IDA Pro 5.0 - The graph is too big more than 1000 nodes) to be displayed on screen
I'm trying to disassemble a huge function but IDA refuses to display the function's graph due to its size.
How can IDA 5.0 be configured to display more than 1000 nodes?
This is for the free version which does not allow you to adjust the threshold.
1) Open IDA itself (idaq.exe) in IDA.
2) Go to the strings window, search for "The graph is too big" and you will find the format string that is responsible for the message.

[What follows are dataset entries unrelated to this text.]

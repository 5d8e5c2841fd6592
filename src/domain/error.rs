use std::fmt;
use thiserror::Error;

use crate::domain::path::{JsonPath, PathError};

/// Which store resource a lookup was for.
#[derive(Debug, Clone, Copy, PartialEq, Eq)]
pub enum Resource {
    Template,
    SavedPayload,
    LatestPayload,
    Change,
}

impl fmt::Display for Resource {
    fn fmt(&self, f: &mut fmt::Formatter<'_>) -> fmt::Result {
        let s = match self {
            Resource::Template => "template",
            Resource::SavedPayload => "saved payload",
            Resource::LatestPayload => "latest payload",
            Resource::Change => "change",
        };
        f.write_str(s)
    }
}

/// Failures reported by a [`PayloadStore`](crate::domain::ports::PayloadStore).
#[derive(Debug, Clone, PartialEq, Eq, Error)]
pub enum StoreError {
    /// Absent resource. Recoverable: callers fall back to defaults.
    #[error("{resource} not found for {key}")]
    NotFound { resource: Resource, key: String },

    /// Store unreachable or answered with a non-success status.
    #[error("transport error: {message}")]
    Transport { message: String },

    #[error("malformed store response: {message}")]
    Decode { message: String },
}

impl StoreError {
    pub fn not_found(resource: Resource, key: impl Into<String>) -> Self {
        StoreError::NotFound {
            resource,
            key: key.into(),
        }
    }

    pub fn transport(message: impl Into<String>) -> Self {
        StoreError::Transport {
            message: message.into(),
        }
    }

    pub fn is_not_found(&self) -> bool {
        matches!(self, StoreError::NotFound { .. })
    }
}

/// Why a single decision was dropped from a reconciliation.
#[derive(Debug, Clone, PartialEq, Eq, Error)]
pub enum ValidationError {
    #[error("set decision at {path} has no value")]
    MissingValue { path: JsonPath },

    #[error("cannot resolve {path}: {source}")]
    Path {
        path: JsonPath,
        #[source]
        source: PathError,
    },
}

/// Misuse of a [`ComparisonSession`](crate::application::session::ComparisonSession).
#[derive(Debug, Clone, PartialEq, Eq, Error)]
pub enum SessionError {
    #[error("session is {state}, expected a loaded comparison")]
    NotReady { state: &'static str },

    #[error("no submittable decisions pending")]
    NothingToSave,

    /// A response for a customer or request that is no longer current.
    /// Swallowed by the session, never shown to the operator.
    #[error("stale response for {customer}")]
    StaleResponse { customer: String },
}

3) Jump to its cross-reference.
4) A few lines above the instruction that pushes the format string, we see a "cmp eax, 3E8h". Since 3E8h is 1000 in decimal, we can be pretty sure that this is the part of the code that checks for the number of nodes and then don't display the graph if the number is more than 1000 nodes.
5) Now there are many ways to fix this. We could just change the "jbe" instruction to a "jmp", or replace 3E8h with some larger number such as FFFFFFFFh.
6) Since we cannot patch the file in IDA, we have to use a hex editor to open up idaq.exe. Search for the instruction "3D E8 03 00 00" and we find the location (its at 150EF for my version). For me, I just changed the "E8 03" to "FF FF".
And there you have it, removal of this arbitrary limitation.